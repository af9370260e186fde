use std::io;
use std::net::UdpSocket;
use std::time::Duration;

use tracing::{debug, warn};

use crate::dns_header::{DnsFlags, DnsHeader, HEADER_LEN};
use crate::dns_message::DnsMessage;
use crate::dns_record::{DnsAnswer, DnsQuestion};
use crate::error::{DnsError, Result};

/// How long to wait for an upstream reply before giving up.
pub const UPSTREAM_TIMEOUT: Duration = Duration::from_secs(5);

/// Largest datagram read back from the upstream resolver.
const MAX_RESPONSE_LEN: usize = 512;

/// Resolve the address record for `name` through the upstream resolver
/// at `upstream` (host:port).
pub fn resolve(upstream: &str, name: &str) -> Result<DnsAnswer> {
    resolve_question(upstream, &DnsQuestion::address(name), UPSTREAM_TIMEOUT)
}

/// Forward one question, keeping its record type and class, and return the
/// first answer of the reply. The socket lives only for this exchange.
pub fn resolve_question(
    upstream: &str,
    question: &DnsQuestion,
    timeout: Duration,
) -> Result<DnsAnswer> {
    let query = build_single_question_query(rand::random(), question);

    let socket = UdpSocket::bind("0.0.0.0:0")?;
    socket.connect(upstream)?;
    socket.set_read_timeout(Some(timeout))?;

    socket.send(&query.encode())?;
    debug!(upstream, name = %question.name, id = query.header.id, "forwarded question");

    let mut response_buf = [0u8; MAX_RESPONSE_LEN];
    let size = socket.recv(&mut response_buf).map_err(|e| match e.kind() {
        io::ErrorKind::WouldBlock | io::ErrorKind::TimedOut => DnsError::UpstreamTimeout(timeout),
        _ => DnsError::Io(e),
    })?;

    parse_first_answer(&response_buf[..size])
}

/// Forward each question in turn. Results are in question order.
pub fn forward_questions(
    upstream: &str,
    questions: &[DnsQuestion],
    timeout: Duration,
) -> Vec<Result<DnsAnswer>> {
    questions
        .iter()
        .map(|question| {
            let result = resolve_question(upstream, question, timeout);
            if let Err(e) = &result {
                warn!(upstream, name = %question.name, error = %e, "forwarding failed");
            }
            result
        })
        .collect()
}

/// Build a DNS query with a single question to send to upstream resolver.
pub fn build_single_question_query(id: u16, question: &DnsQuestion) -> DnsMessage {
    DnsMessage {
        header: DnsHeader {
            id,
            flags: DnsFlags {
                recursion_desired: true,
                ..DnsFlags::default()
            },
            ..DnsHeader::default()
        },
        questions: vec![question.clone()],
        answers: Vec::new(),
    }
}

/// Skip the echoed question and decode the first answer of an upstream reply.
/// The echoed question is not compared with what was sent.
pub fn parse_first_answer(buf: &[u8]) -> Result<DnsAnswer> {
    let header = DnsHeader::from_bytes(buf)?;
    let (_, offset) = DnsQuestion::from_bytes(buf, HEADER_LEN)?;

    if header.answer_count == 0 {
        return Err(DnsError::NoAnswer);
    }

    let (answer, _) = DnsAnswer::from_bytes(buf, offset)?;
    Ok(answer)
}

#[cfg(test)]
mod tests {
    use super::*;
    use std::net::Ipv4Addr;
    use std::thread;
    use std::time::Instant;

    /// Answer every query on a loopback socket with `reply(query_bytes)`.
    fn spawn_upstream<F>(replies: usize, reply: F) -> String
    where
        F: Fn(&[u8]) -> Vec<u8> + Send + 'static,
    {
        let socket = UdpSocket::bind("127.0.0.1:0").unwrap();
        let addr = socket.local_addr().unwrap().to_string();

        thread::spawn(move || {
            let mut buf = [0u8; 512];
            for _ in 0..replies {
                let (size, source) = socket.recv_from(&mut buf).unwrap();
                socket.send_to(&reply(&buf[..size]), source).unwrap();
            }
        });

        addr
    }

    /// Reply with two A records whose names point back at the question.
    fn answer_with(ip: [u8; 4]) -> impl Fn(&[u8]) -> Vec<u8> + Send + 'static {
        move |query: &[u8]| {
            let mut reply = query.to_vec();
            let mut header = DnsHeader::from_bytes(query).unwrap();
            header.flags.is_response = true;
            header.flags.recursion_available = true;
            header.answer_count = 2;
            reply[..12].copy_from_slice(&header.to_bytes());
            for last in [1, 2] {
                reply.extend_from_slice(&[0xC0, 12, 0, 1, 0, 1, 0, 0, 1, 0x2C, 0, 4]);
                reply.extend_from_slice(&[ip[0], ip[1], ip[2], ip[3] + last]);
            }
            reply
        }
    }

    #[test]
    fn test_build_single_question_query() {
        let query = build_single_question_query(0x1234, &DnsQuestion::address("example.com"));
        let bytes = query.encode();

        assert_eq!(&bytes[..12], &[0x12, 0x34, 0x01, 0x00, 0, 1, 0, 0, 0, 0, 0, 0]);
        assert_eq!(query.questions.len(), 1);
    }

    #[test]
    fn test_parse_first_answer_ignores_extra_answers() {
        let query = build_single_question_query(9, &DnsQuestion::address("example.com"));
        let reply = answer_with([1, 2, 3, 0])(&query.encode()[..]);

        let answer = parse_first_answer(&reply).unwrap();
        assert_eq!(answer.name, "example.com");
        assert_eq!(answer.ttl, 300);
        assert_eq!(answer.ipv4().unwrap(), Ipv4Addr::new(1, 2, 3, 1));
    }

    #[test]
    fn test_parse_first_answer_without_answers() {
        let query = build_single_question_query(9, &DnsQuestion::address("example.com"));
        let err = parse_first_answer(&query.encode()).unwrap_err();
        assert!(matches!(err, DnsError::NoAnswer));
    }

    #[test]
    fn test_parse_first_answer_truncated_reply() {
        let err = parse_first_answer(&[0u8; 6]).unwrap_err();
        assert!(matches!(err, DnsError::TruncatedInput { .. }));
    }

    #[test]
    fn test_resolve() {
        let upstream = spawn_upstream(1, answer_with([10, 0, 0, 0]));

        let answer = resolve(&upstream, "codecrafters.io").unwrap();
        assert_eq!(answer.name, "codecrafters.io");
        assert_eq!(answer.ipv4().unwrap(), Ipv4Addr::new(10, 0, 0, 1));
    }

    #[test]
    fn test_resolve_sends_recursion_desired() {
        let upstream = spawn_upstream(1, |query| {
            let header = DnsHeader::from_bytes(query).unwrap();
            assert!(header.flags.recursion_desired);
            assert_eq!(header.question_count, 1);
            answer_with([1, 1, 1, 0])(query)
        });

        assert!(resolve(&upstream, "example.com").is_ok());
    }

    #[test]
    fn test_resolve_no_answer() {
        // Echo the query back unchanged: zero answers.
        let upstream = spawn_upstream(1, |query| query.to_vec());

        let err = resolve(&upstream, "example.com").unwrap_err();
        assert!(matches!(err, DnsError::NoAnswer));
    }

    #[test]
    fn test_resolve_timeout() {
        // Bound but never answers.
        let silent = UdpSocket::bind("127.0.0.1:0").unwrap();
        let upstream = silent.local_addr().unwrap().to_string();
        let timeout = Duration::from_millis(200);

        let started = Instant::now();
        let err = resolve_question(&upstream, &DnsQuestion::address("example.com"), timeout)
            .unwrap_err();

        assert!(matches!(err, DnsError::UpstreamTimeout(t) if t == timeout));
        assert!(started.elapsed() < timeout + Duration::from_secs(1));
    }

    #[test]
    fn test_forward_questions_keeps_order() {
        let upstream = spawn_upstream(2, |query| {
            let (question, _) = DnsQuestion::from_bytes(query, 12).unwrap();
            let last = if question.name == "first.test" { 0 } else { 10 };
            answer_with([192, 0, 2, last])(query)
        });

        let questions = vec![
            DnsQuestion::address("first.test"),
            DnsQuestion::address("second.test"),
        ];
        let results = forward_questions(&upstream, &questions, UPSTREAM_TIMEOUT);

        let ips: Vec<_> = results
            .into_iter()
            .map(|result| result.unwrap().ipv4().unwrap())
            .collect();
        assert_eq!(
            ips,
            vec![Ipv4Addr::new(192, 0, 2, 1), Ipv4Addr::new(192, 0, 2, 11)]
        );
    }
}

◇ ◇ ◇ ◇ ◇

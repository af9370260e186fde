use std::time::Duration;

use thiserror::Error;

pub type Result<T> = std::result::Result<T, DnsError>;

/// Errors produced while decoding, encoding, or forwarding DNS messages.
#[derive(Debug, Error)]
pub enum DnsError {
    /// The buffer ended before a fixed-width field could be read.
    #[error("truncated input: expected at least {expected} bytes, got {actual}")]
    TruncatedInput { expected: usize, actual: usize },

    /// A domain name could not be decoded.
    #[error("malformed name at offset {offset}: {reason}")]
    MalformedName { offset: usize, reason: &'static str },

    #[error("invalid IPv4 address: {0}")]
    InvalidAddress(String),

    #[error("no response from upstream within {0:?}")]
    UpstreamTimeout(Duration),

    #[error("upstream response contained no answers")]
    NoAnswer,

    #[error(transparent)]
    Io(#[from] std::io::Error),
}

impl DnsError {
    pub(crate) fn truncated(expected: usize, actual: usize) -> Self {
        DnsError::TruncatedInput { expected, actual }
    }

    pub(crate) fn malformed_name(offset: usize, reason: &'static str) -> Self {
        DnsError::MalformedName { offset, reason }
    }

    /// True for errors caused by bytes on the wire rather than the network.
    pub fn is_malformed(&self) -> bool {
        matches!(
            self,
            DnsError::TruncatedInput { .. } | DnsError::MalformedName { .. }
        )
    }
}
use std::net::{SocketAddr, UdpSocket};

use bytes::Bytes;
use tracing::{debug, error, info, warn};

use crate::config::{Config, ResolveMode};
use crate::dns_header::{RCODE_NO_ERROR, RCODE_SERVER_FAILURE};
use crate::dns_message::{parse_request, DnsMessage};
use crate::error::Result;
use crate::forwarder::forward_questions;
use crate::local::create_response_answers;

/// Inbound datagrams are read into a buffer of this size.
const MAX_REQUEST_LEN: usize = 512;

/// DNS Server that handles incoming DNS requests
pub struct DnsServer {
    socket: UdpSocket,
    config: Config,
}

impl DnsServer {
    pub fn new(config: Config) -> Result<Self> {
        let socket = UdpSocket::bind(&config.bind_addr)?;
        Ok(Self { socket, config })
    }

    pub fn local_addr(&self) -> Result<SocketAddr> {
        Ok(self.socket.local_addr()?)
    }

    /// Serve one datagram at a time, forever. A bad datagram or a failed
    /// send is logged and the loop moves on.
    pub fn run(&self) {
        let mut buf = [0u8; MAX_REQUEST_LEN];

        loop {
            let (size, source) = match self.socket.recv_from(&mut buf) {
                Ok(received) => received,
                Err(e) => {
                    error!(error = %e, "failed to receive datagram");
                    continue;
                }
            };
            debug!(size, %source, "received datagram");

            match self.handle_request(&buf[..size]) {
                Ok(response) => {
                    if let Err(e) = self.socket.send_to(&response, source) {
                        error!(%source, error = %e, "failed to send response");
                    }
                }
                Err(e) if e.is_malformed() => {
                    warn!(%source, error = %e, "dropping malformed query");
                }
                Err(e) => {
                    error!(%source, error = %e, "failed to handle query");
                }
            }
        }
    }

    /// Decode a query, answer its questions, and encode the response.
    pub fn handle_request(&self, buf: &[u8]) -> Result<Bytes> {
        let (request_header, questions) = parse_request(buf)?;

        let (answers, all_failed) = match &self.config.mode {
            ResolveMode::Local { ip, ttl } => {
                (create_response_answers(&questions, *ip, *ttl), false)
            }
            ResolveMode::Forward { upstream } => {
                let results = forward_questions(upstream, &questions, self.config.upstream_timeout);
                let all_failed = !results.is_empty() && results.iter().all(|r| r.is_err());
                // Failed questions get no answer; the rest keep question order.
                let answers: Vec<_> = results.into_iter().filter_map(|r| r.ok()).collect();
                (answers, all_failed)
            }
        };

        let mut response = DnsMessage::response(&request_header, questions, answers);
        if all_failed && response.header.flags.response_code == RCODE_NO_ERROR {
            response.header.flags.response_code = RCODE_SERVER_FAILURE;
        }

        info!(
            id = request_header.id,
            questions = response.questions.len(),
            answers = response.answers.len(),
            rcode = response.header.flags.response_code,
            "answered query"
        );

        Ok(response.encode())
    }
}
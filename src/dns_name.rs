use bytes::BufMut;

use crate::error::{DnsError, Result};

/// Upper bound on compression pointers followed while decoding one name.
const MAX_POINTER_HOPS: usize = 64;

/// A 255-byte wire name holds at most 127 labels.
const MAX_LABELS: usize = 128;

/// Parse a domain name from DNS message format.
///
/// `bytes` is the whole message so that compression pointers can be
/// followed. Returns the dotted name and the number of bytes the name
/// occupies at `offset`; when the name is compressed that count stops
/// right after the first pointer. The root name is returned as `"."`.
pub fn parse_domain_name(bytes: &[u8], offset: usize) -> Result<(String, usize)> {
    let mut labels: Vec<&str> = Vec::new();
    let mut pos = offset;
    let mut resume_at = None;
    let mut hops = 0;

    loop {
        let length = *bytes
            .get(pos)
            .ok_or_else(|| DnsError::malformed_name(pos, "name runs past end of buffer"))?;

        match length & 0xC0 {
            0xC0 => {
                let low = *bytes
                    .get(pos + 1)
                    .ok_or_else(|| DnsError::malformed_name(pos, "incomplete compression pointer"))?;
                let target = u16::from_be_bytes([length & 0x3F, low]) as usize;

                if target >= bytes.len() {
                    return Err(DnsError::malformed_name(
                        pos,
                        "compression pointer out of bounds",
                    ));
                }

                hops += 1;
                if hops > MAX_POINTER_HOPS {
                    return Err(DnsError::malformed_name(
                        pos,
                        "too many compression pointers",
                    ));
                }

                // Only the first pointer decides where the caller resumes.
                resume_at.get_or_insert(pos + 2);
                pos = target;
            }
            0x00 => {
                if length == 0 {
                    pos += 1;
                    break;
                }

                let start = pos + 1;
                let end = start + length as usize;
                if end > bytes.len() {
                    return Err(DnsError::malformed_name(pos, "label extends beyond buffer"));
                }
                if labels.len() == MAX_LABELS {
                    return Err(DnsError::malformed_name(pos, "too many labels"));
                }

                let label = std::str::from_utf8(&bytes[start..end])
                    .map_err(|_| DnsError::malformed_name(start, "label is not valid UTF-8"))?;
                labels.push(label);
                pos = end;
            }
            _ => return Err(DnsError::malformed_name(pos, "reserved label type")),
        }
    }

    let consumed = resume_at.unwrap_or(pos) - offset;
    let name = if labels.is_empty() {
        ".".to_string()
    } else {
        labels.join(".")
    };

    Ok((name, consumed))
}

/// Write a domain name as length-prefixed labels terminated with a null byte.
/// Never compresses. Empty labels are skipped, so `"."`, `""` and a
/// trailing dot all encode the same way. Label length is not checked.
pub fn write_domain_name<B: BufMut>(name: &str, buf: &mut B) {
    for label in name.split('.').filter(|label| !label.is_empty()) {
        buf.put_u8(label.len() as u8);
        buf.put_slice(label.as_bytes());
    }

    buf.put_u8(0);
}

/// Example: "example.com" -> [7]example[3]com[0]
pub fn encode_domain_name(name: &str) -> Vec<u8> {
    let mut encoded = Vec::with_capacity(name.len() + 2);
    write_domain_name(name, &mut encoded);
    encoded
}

◇ ◇ ◇ ◇ ◇

• _What you will do_
I need each line from the listing where the word "resolver" occurs.

• _Solution to the exercise_
/// Largest datagram read back from the upstream resolver.
/// Resolve the address record for `name` through the upstream resolver
/// Build a DNS query with a single question to send to upstream resolver.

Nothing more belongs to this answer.